I don’t know if Prof. Wright has been hanging out with his colleague Dr. Grant Macaskill for too long in St. Andrews (Grant is a Free Church of Scotland Minister and the denomination is known for its Psalmody), but Wright is giving a plug for the Psalms that I’d normally expected from an FCC or OPC minister!
I have been privileged to have acquired an excerpt from the introduction as a teaser to Wright’s forthcoming book on the Psalms:
In some parts of contemporary Christianity the Psalms are no longer used in daily and weekly worship. This is so not least at points where there has been remarkable growth in numbers and energy, not least through the charismatic movements in various denominations. The enormously popular ‘worship songs’, some of which use phrases from the Psalms here and there but most of which do not, have largely displaced, for thousands of regular and enthusiastic worshippers, the steady rhythm and deep soul-searching of the Psalms themselves. This, I believe, is a great impoverishment. By all means write new songs. Each generation must do that. But to neglect the church’s original hymn-book is crazy. There are many ways of singing and praying the Psalms; there are styles to suit all tastes. That, indeed, is part of their enduring charm. I hope that one of the effects of this little book will be to stimulate and encourage those who lead worship in many different settings to think and pray about how to re-integrate the church’s ancient prayer-book into the regular and ordinary life of their fellowships. The Psalms represent the Bible’s own spiritual root system for the great tree we call Christianity. You don’t have to be a horticultural genius to know what will happen to the fruit on the tree if the roots are not in good condition.
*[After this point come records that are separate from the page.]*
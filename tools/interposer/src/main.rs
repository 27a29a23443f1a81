fn main() {
    match interposer::run() {
        Ok(code) => std::process::exit(code),
        Err(error) => {
            eprintln!("{error}");
            std::process::exit(1);
        }
    }
}
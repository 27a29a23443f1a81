use assert_cmd::cargo::cargo_bin_cmd;
use interposer::{Arguments, FnCallable, Interposer, Mode, Target};
use serde_json::{json, Value};
use std::path::Path;

fn recorded_tape(path: &Path) {
    let engine = Interposer::new(path, Mode::Recording);
    engine.open().expect("open");
    let echo = Target::function(FnCallable::new("echo", |args: &Arguments| {
        Ok(json!({ "args": args.args.len() }))
    }));
    let proxy = engine.wrap(echo, "default").expect("wrap");
    proxy.call(&Arguments::new().arg("hi")).expect("call");
    proxy.call(&Arguments::new().arg("hi")).expect("call");
    proxy.call(&Arguments::new().arg("bye")).expect("call");
    engine.close().expect("close");
}

#[test]
fn help_lists_subcommands() {
    let mut cmd = cargo_bin_cmd!("interposer");
    cmd.arg("--help");
    let out = cmd.assert().success();
    let stdout = String::from_utf8(out.get_output().stdout.clone()).expect("utf8");

    assert!(stdout.contains("dump"));
    assert!(stdout.contains("info"));
}

#[test]
fn info_reports_counts() {
    let temp = tempfile::tempdir().expect("tempdir");
    let tape = temp.path().join("tape.db");
    recorded_tape(&tape);

    let mut cmd = cargo_bin_cmd!("interposer");
    cmd.arg("info").arg("--store").arg(&tape);
    let out = cmd.assert().success();
    let stdout = String::from_utf8(out.get_output().stdout.clone()).expect("utf8");
    assert!(stdout.contains("format_version=5 hashes=2 outcomes=3 channels=1 ordered_calls=3"));
}

#[test]
fn dump_writes_json_to_the_output_file() {
    let temp = tempfile::tempdir().expect("tempdir");
    let tape = temp.path().join("tape.db");
    let output = temp.path().join("dump.json");
    let log = temp.path().join("logs").join("cli.jsonl");
    recorded_tape(&tape);

    let mut cmd = cargo_bin_cmd!("interposer");
    cmd.arg("--log-file")
        .arg(&log)
        .arg("dump")
        .arg("--store")
        .arg(&tape)
        .arg("--output")
        .arg(&output);
    cmd.assert().success();

    let dump: Value =
        serde_json::from_str(&std::fs::read_to_string(&output).expect("read")).expect("json");
    assert_eq!(dump["format_version"], 5);
    assert_eq!(dump["channel_order"]["default"].as_array().map(Vec::len), Some(3));
    let log_text = std::fs::read_to_string(&log).expect("log");
    assert!(log_text.contains("cli.dump.written"));
}

#[test]
fn missing_tape_exits_nonzero() {
    let temp = tempfile::tempdir().expect("tempdir");
    let mut cmd = cargo_bin_cmd!("interposer");
    cmd.arg("info").arg("--store").arg(temp.path().join("absent.db"));
    let out = cmd.assert().failure();
    let stderr = String::from_utf8(out.get_output().stderr.clone()).expect("utf8");
    assert!(stderr.contains("recording not found"));
}
use serde::{Deserialize, Serialize};
use serde_json::Value;
use std::path::PathBuf;
use thiserror::Error;

/// A failure raised by a real collaborator call.
///
/// This is the value recorded as an outcome's exception and raised again,
/// unchanged, when the outcome is played back.
#[derive(Debug, Clone, PartialEq, Eq, Serialize, Deserialize, Error)]
#[error("{kind}: {message}")]
pub struct CallError {
    pub kind: String,
    pub message: String,
    #[serde(default)]
    pub detail: Value,
}

impl CallError {
    pub fn new(kind: impl Into<String>, message: impl Into<String>) -> Self {
        Self {
            kind: kind.into(),
            message: message.into(),
            detail: Value::Null,
        }
    }

    pub fn with_detail(mut self, detail: Value) -> Self {
        self.detail = detail;
        self
    }
}

#[derive(Debug, Error)]
pub enum InterposerError {
    #[error("cannot wrap {0}")]
    Wrapping(String),
    #[error("cannot canonicalize value of kind `{kind}`")]
    Canonicalization { kind: String },
    #[error("playback error: {0}")]
    Playback(String),
    #[error("recording not found: {}", .0.display())]
    StoreNotFound(PathBuf),
    #[error("recording format {found} cannot be used here (expected {expected})")]
    IncompatibleFormat { found: u32, expected: u32 },
    #[error("interposer is closed")]
    Closed,
    #[error("interposer is already open")]
    AlreadyOpen,
    #[error("{owner} has no member `{name}`")]
    MissingMember { owner: String, name: String },
    #[error("{0} is not callable")]
    NotCallable(String),
    #[error("call denied: {0}")]
    Denied(String),
    #[error(transparent)]
    Call(#[from] CallError),
    #[error("database error: {0}")]
    Database(String),
    #[error("io error: {0}")]
    Io(String),
    #[error("config parse error: {0}")]
    ConfigParse(String),
    #[error("invalid config: {0}")]
    InvalidConfig(String),
    #[error("cli error: {0}")]
    Cli(String),
}

impl InterposerError {
    /// The recorded or live collaborator failure, if this is one.
    pub fn as_call(&self) -> Option<&CallError> {
        match self {
            Self::Call(error) => Some(error),
            _ => None,
        }
    }
}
But I’m not writing simply to say, ‘These are important songs which we should use, and which we should try to understand.’ That is true, but it puts the emphasis the wrong way round – as though the Psalms were the problem, and we should try to fit them, whether they like it or not, into our world. Actually, again and again it is we, muddled and puzzled and half-believing, who are the problem; and the question is more how we can find our way into their world, into the faith and hope which shine out in one Psalm after another.
As with all thoughtful Christian worship, there is a humility about this approach. Good liturgy, whether formal or informal, ought never to be simply a corporate emoting session, however ‘Christian’, but a fresh and awed attempt to inhabit the great unceasing liturgy which is going on all the time in the heavenly realms. (That’s what those great chapters, Revelation 4 and 5, are all about.) The Psalms offer us a way of joining in a chorus of praise and prayer which has been going on for millennia, and across all cultures. Not to try to inhabit them, while continuing to invent non-Psalmic ‘worship’ based on our own feelings of the moment, risks being like a spoilt child who, taken to the summit of Table Mountain with the city and the ocean spread out before him, refuses to gaze at the view because he is playing with his Game Boy.
In particular, I propose in this book that the regular praying and singing of the Psalms is transformative. It changes the way we understand some of the deepest elements of who we are. Or rather, who, where, when and what we are: we are creatures of space, time and matter, and though we take our normal understandings of these for granted it is my suggestion that the Psalms will gently but firmly transform our understandings of all of them. They do this in order that we may be changed, transformed, so that we look at the world, one another, and ourselves in a radically different way, which we believe to be God’s way. I hope my exposition of these themes will help to explain and communicate my own enthusiasm for the Psalms, but I hope even more that they will encourage those churches that have lost touch with the Psalms to go back to them as soon as possible, and those that use them but with little grasp of what they’re about to get inside them in a new way.
From the introduction of The Case for the Psalms (San Francisco: HarperOne, 2013).